Les multiples voyages de John Kerry dans la région, et avant lui de Clinton, de Rice, accompagnés parfois du président lui-même, ne visent qu’à camoufler cette situation, à faire croire, avec l’appui de médias disciplinés, qu’une
solution
pourrait prochainement voir le jour. L’essentiel, dans une région où les grandes puissances ne maîtrisent plus le cours de l’histoire, étant de permettre à l’Etat israélien de conserver sa capacité à faire régner l’ordre.
Ces opérations cependant n’ont jamais réussi à émousser le sentiment d’injustice, la capacité à résister, à revendiquer les droits égaux du peuple palestinien… ni à juguler la crise économique et sociale qui plonge une masse toujours plus grande de la composante juive israélienne dans l’incertitude et la précarité.

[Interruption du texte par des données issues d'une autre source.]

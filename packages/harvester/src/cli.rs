//! Command-line interface for the harvester.

use std::fs;
use std::path::{Path, PathBuf};

use clap::{Args, Parser as ClapParser, Subcommand};
use console::style;
use indicatif::{ProgressBar, ProgressStyle};

use crosswalk_core::date::ExtendedDateParser;
use crosswalk_core::parser::{OaiHeaders, Parser};
use crosswalk_core::record::Record;
use crosswalk_core::value::Navigate;

use crate::client::HttpOaiClient;
use crate::error::Result;
use crate::harvester::{Harvester, OaiHarvester};
use crate::source::{HarvestSource, SourceType};
use crate::types::ListOptions;

/// Crosswalk Harvester - Harvest and inspect metadata records over OAI-PMH.
#[derive(ClapParser)]
#[command(name = "crosswalk-harvester")]
#[command(version, about, long_about = None)]
pub struct Cli {
    #[command(subcommand)]
    pub command: Commands,
}

/// Repository and selective harvesting arguments shared by list commands.
#[derive(Args, Debug)]
pub struct ListArgs {
    /// OAI-PMH base URL
    pub endpoint: String,

    /// Metadata prefix to request
    #[arg(short = 'p', long, default_value = "oai_dc")]
    pub metadata_prefix: String,

    /// Restrict to one set
    #[arg(short, long)]
    pub set: Option<String>,

    /// Lower datestamp bound (YYYY-MM-DD)
    #[arg(long)]
    pub from: Option<String>,

    /// Upper datestamp bound (YYYY-MM-DD)
    #[arg(long)]
    pub until: Option<String>,

    /// Stop after this many items
    #[arg(short = 'n', long)]
    pub limit: Option<usize>,
}

impl ListArgs {
    fn options(&self) -> ListOptions {
        ListOptions {
            metadata_prefix: self.metadata_prefix.clone(),
            set: self.set.clone(),
            from: self.from.clone(),
            until: self.until.clone(),
        }
    }

    fn harvester(&self) -> Result<OaiHarvester<HttpOaiClient>> {
        OaiHarvester::new(HttpOaiClient::new(&self.endpoint)?, self.options())
    }
}

#[derive(Subcommand)]
pub enum Commands {
    /// List record identifiers.
    Identifiers {
        #[command(flatten)]
        list: ListArgs,
    },

    /// Harvest records and print each one's identifier and root element.
    Records {
        #[command(flatten)]
        list: ListArgs,

        /// Parse each record with this source type
        #[arg(short = 't', long, value_enum, default_value = "oai_dc")]
        source_type: SourceType,
    },

    /// Fetch one record and print its XML.
    Get {
        /// OAI-PMH base URL
        endpoint: String,

        /// Record identifier
        identifier: String,

        /// Metadata prefix to request
        #[arg(short = 'p', long, default_value = "oai_dc")]
        metadata_prefix: String,
    },

    /// Harvest a source described by a YAML file.
    Harvest {
        /// Harvest source file
        #[arg(short, long)]
        source: PathBuf,

        /// Stop after this many records
        #[arg(short = 'n', long)]
        limit: Option<usize>,
    },

    /// Normalize a free-text date to EDTF.
    ParseDate {
        /// Date text, e.g. "ca. 1945" or "1990-1995"
        text: String,

        /// Do not split ranges into intervals
        #[arg(long)]
        single: bool,
    },

    /// Parse a local record file and print its root structure.
    Inspect {
        /// Record file (XML or JSON)
        file: PathBuf,

        /// Source type selecting the parser
        #[arg(short = 't', long, value_enum)]
        source_type: SourceType,
    },
}

/// Run the CLI.
pub fn run() -> Result<()> {
    let cli = Cli::parse();

    match cli.command {
        Commands::Identifiers { list } => identifiers_command(&list),
        Commands::Records { list, source_type } => {
            let harvester = list.harvester()?;
            records_command(&harvester, source_type, list.limit)
        }
        Commands::Get {
            endpoint,
            identifier,
            metadata_prefix,
        } => get_command(&endpoint, &identifier, &metadata_prefix),
        Commands::Harvest { source, limit } => harvest_command(&source, limit),
        Commands::ParseDate { text, single } => {
            parse_date_command(&text, single);
            Ok(())
        }
        Commands::Inspect { file, source_type } => inspect_command(&file, source_type),
    }
}

fn identifiers_command(list: &ListArgs) -> Result<()> {
    let harvester = list.harvester()?;
    for identifier in harvester.record_ids().take(list.limit.unwrap_or(usize::MAX)) {
        println!("{}", identifier?);
    }
    Ok(())
}

fn records_command(
    harvester: &OaiHarvester<HttpOaiClient>,
    source_type: SourceType,
    limit: Option<usize>,
) -> Result<()> {
    let config = source_type.parser_config();

    let pb = spinner();
    pb.set_message(format!("Harvesting {}...", harvester.client().endpoint()));

    let mut harvested = 0usize;
    let mut failed = 0usize;
    for record in harvester.records().take(limit.unwrap_or(usize::MAX)) {
        let record = match record {
            Ok(record) => record,
            Err(e) => {
                pb.finish_and_clear();
                return Err(e);
            }
        };
        harvested += 1;

        let name = record.local_name().unwrap_or_default().to_string();
        match Parser::parse(&record, &config) {
            Ok(parser) => pb.println(format!("{name}\t{}", parser.root().name())),
            Err(e) => {
                failed += 1;
                pb.println(format!("{name}\t{}", style(e).red()));
            }
        }
        pb.set_message(format!("{harvested} records"));
    }

    pb.finish_and_clear();
    print_summary(harvested, failed);
    Ok(())
}

fn get_command(endpoint: &str, identifier: &str, metadata_prefix: &str) -> Result<()> {
    let harvester = OaiHarvester::new(
        HttpOaiClient::new(endpoint)?,
        ListOptions::new(metadata_prefix),
    )?;
    let record = harvester.get_record(identifier)?;
    println!("{}", record.content());
    Ok(())
}

fn harvest_command(path: &Path, limit: Option<usize>) -> Result<()> {
    let source = HarvestSource::from_path(path)?;

    println!(
        "{} {} as {}",
        style("Harvesting").bold(),
        style(&source.endpoint).cyan(),
        style(&source.metadata_prefix).green()
    );
    if let Some(set) = &source.set {
        println!("  Set: {}", style(set).green());
    }
    println!();

    let harvester = OaiHarvester::from_source(&source)?;
    records_command(&harvester, source.source_type, limit)
}

fn parse_date_command(text: &str, single: bool) {
    let parser = if single {
        ExtendedDateParser::new()
    } else {
        ExtendedDateParser::new().with_intervals()
    };

    let Some(date) = parser.parse(text) else {
        println!("{} {}", style("Unrecognized date:").yellow().bold(), text);
        return;
    };

    println!("{date}");
    if let (Some(earliest), Some(latest)) = (date.earliest(), date.latest()) {
        println!("  Earliest: {}", style(earliest).green());
        println!("  Latest: {}", style(latest).green());
    }
}

fn inspect_command(file: &Path, source_type: SourceType) -> Result<()> {
    let config = source_type.parser_config();
    let record = Record::new(fs::read_to_string(file)?, config.content_type());
    let parser = Parser::parse(&record, &config)?;
    let root = parser.root();

    println!("{} {}", style("Root:").bold(), style(root.name()).cyan());
    for child in root.children() {
        println!("  {child}");
    }

    if config.oai_headers() {
        let header = parser.header()?;
        if let Some(identifier) = header.child("oai:identifier")?.values().first() {
            println!("{} {}", style("Identifier:").bold(), identifier);
        }
    }
    Ok(())
}

fn spinner() -> ProgressBar {
    let pb = ProgressBar::new_spinner();
    #[allow(clippy::expect_used)] // Static template string that is guaranteed to be valid
    pb.set_style(
        ProgressStyle::default_spinner()
            .template("{spinner:.green} {msg}")
            .expect("valid template"),
    );
    pb.enable_steady_tick(std::time::Duration::from_millis(100));
    pb
}

fn print_summary(harvested: usize, failed: usize) {
    println!();
    println!(
        "{} {} records",
        style("Harvested").green().bold(),
        harvested
    );
    if failed > 0 {
        println!("  Parse failures: {}", style(failed).yellow().bold());
    }
}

Est il juste de dire, comme le fait la revue Dialogue depuis plus de dix ans, qu’il n’y aura pas de démocratie sur le territoire de la Palestine historique sans droit au retour des réfugiés palestiniens et la mise en œuvre de l’égalité des droits entre toutes les composantes qui vivent dans la région ?
Peut on affirmer que toute autre perspective ne fera que prolonger le processus de dépossession et d’emprisonnement du peuple palestinien dans son ensemble ?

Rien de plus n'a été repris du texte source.